Obviously, if Congress or various states enact the Project's recommendations in whole or in part, and if these measures facilitate the conduct of complex mass tort cases, then the Project properly may be deemed a success. But this assessment is a long term prospect. From another perspective, the Complex Litigation Project was a smashing success as a pure academic exercise, having provided hearty grist for the academic scholarship and debate mills. The project was challenging, irksome, entertaining, and fun. Many in the academic community, no doubt, are sorry to see it go.
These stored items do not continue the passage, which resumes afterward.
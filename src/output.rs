//! Output formatting and persistence for grade views.
//!
//! Supports a rounded text table, a summary report as text or JSON, and an
//! unrounded CSV export. Rounding happens here and nowhere else.

use std::fmt::Write as _;
use std::fs::File;
use std::io::Write;
use std::path::Path;

use chrono::{DateTime, NaiveDate, Utc};
use csv::WriterBuilder;
use flate2::Compression;
use flate2::write::GzEncoder;
use serde::Serialize;
use tracing::{debug, info};

use crate::analyzers::types::{GradeSummary, StudentRef};
use crate::error::GradebookError;
use crate::record::Record;
use crate::view::Criteria;

/// Header row of exported CSV files.
pub const EXPORT_HEADER: [&str; 9] = [
    "classId",
    "number",
    "name",
    "finalExam",
    "performance1",
    "performance2",
    "performance3",
    "total",
    "grade",
];

/// A summary together with the criteria that produced its view.
#[derive(Debug, Serialize)]
#[serde(rename_all = "camelCase")]
pub struct DashboardReport {
    pub generated_at: DateTime<Utc>,
    pub criteria: Criteria,
    pub summary: GradeSummary,
}

impl DashboardReport {
    pub fn new(criteria: Criteria, summary: GradeSummary) -> Self {
        DashboardReport {
            generated_at: Utc::now(),
            criteria,
            summary,
        }
    }
}

/// Logs a report using Rust's debug pretty-print format.
pub fn print_pretty(report: &DashboardReport) {
    debug!("{:#?}", report);
}

/// Serializes a report as pretty-printed JSON.
pub fn report_json(report: &DashboardReport) -> Result<String, GradebookError> {
    Ok(serde_json::to_string_pretty(report)?)
}

/// Writes `records` as CSV with [`EXPORT_HEADER`].
///
/// Scores keep full precision; a missing class or roster number is an empty
/// field and a not-a-number score is written as `NaN`.
pub fn write_csv<'a, W, I>(writer: W, records: I) -> Result<(), GradebookError>
where
    W: Write,
    I: IntoIterator<Item = &'a Record>,
{
    let mut writer = WriterBuilder::new().has_headers(false).from_writer(writer);
    writer.write_record(EXPORT_HEADER)?;

    let mut rows = 0usize;
    for record in records {
        let scores = record.scores();
        writer.write_record([
            id_field(record.class_id()),
            id_field(record.number()),
            record.name().to_string(),
            scores.final_exam.to_string(),
            scores.performance[0].to_string(),
            scores.performance[1].to_string(),
            scores.performance[2].to_string(),
            scores.total.to_string(),
            record.grade().to_string(),
        ])?;
        rows += 1;
    }

    writer.flush()?;
    debug!(rows, "CSV export written");

    Ok(())
}

/// Exports `records` to a file, gzip-compressed when `gzip` is set.
pub fn export_to_path<'a, I>(path: &Path, records: I, gzip: bool) -> Result<(), GradebookError>
where
    I: IntoIterator<Item = &'a Record>,
{
    let file = File::create(path)?;

    if gzip {
        let mut encoder = GzEncoder::new(file, Compression::default());
        write_csv(&mut encoder, records)?;
        encoder.finish()?;
    } else {
        write_csv(file, records)?;
    }

    info!(path = %path.display(), gzip, "Export saved");
    Ok(())
}

/// Default export file name, e.g. `grades_2024-06-30.csv`.
pub fn default_export_name(prefix: &str, date: NaiveDate, gzip: bool) -> String {
    let ext = if gzip { "csv.gz" } else { "csv" };
    format!("{}_{}.{}", prefix, date.format("%Y-%m-%d"), ext)
}

fn id_field(id: Option<u32>) -> String {
    id.map(|v| v.to_string()).unwrap_or_default()
}

/// Renders a score for display with a fixed number of decimals.
pub fn format_score(value: f64, decimals: usize) -> String {
    if value.is_nan() {
        "NaN".to_string()
    } else {
        format!("{:.*}", decimals, value)
    }
}

fn format_id(id: Option<u32>) -> String {
    id.map(|v| v.to_string()).unwrap_or_else(|| "NaN".to_string())
}

/// Renders records as an aligned text table, scores rounded for display.
pub fn render_table<'a, I>(records: I, decimals: usize) -> String
where
    I: IntoIterator<Item = &'a Record>,
{
    let rows: Vec<[String; 9]> = records
        .into_iter()
        .map(|r| {
            let s = r.scores();
            [
                format_id(r.class_id()),
                format_id(r.number()),
                r.name().to_string(),
                format_score(s.final_exam, decimals),
                format_score(s.performance[0], decimals),
                format_score(s.performance[1], decimals),
                format_score(s.performance[2], decimals),
                format_score(s.total, decimals),
                r.grade().to_string(),
            ]
        })
        .collect();

    let mut widths = EXPORT_HEADER.map(|h| h.chars().count());
    for row in &rows {
        for (width, cell) in widths.iter_mut().zip(row) {
            *width = (*width).max(cell.chars().count());
        }
    }

    let mut out = String::new();
    push_row(&mut out, &EXPORT_HEADER.map(String::from), &widths);
    for row in &rows {
        push_row(&mut out, row, &widths);
    }
    let noun = if rows.len() == 1 { "student" } else { "students" };
    let _ = writeln!(out, "{} {}", rows.len(), noun);
    out
}

fn push_row(out: &mut String, cells: &[String; 9], widths: &[usize; 9]) {
    let line: Vec<String> = cells
        .iter()
        .zip(widths)
        .enumerate()
        .map(|(i, (cell, &w))| {
            // name is left-aligned, everything else is numeric or a letter
            if i == 2 {
                format!("{:<w$}", cell)
            } else {
                format!("{:>w$}", cell)
            }
        })
        .collect();
    out.push_str(line.join("  ").trim_end());
    out.push('\n');
}

/// Renders a summary as human-readable text.
pub fn render_summary(summary: &GradeSummary, decimals: usize) -> String {
    let mut out = String::new();
    let fmt = |v: f64| format_score(v, decimals);

    let _ = writeln!(out, "Students:  {}", summary.count);
    let _ = writeln!(out, "Average:   {}", fmt(summary.average));
    let _ = writeln!(
        out,
        "Highest:   {} ({})",
        fmt(summary.max),
        student_label(summary.max_student.as_ref())
    );
    let _ = writeln!(
        out,
        "Lowest:    {} ({})",
        fmt(summary.min),
        student_label(summary.min_student.as_ref())
    );
    let _ = writeln!(out, "Std dev:   {}", fmt(summary.std_dev));

    let _ = writeln!(out, "\nGrades");
    for g in &summary.grade_counts {
        let _ = writeln!(out, "  {}  {:>4}  ({:.1}%)", g.grade, g.count, g.percentage);
    }

    let _ = writeln!(out, "\nClass averages");
    for c in &summary.class_averages {
        let _ = writeln!(out, "  class {}  {:>6}", c.class_id, fmt(c.average));
    }

    let _ = writeln!(out, "\nScore bands");
    for b in &summary.score_bands {
        let _ = writeln!(out, "  {:<6}  {:>4}", b.band.label(), b.count);
    }

    out
}

fn student_label(student: Option<&StudentRef>) -> String {
    match student {
        Some(s) => format!("{}, class {}", s.name, format_id(s.class_id)),
        None => "-".to_string(),
    }
}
Yet from still another perspective, the Complex Litigation Project may be deemed a failure of will and imagination.

At the outset the Institute and the Reporters deliberately limited the scope of the Project, and as a result, the Complex Litigation Project in the end simply failed to address the myriad problems that collectively characterize complex mass tort cases. The Reporters' and the Project's obsessive focus on the problems of jurisdiction, transfer, and applicable law reduced the phenomenon of complex litigation to a caricature of the actually-litigated mass tort case. Ultimately, the final draft fails to deal in a holistic fashion with the interrelated issues of complex cases. This essay documents what the Reporters left out by design, inadvertence, or other unknowable reasons.

Although the Project began in 1986 and the Reporters issued their first Preliminary Study in 1987, for many observers the Complex Litigation Project seems to have been prematurely aborted in 1993 after seven years of work. Unexpectedly, the Complex Litigation Project ended; the ALI membership was informed of this Project interruptus. The Project's end left many of those unprepared for its unforeseeable demise wondering when the Reporters were going to deal with certain troubling issues. For some, the Project's abrupt termination left a sense of incompleteness: of music not written, of movements undone.

The pieces that were left out of the Complex Litigation Project are as important as the ones there, primarily because the Project does not solve the many problems of complex litigation, let alone mass tort litigation. The Project really does only two things: it revamps the old multidistrict litigation statute (tinkers with, is perhaps a better concept) and offers an elaborate choice-of-law scheme. But that is all it does. The Reporters set out to compose The Rite of Spring, but then settled on scoring the flittings of two wood nymphs. We certainly are not the worse for this, but it is hard to say that we are the better.

Full Citation

Linda S. Mullenix, Unfinished Symphony: The Complex Litigation Project Rests, 54 Louisiana Law Review 977 (1994).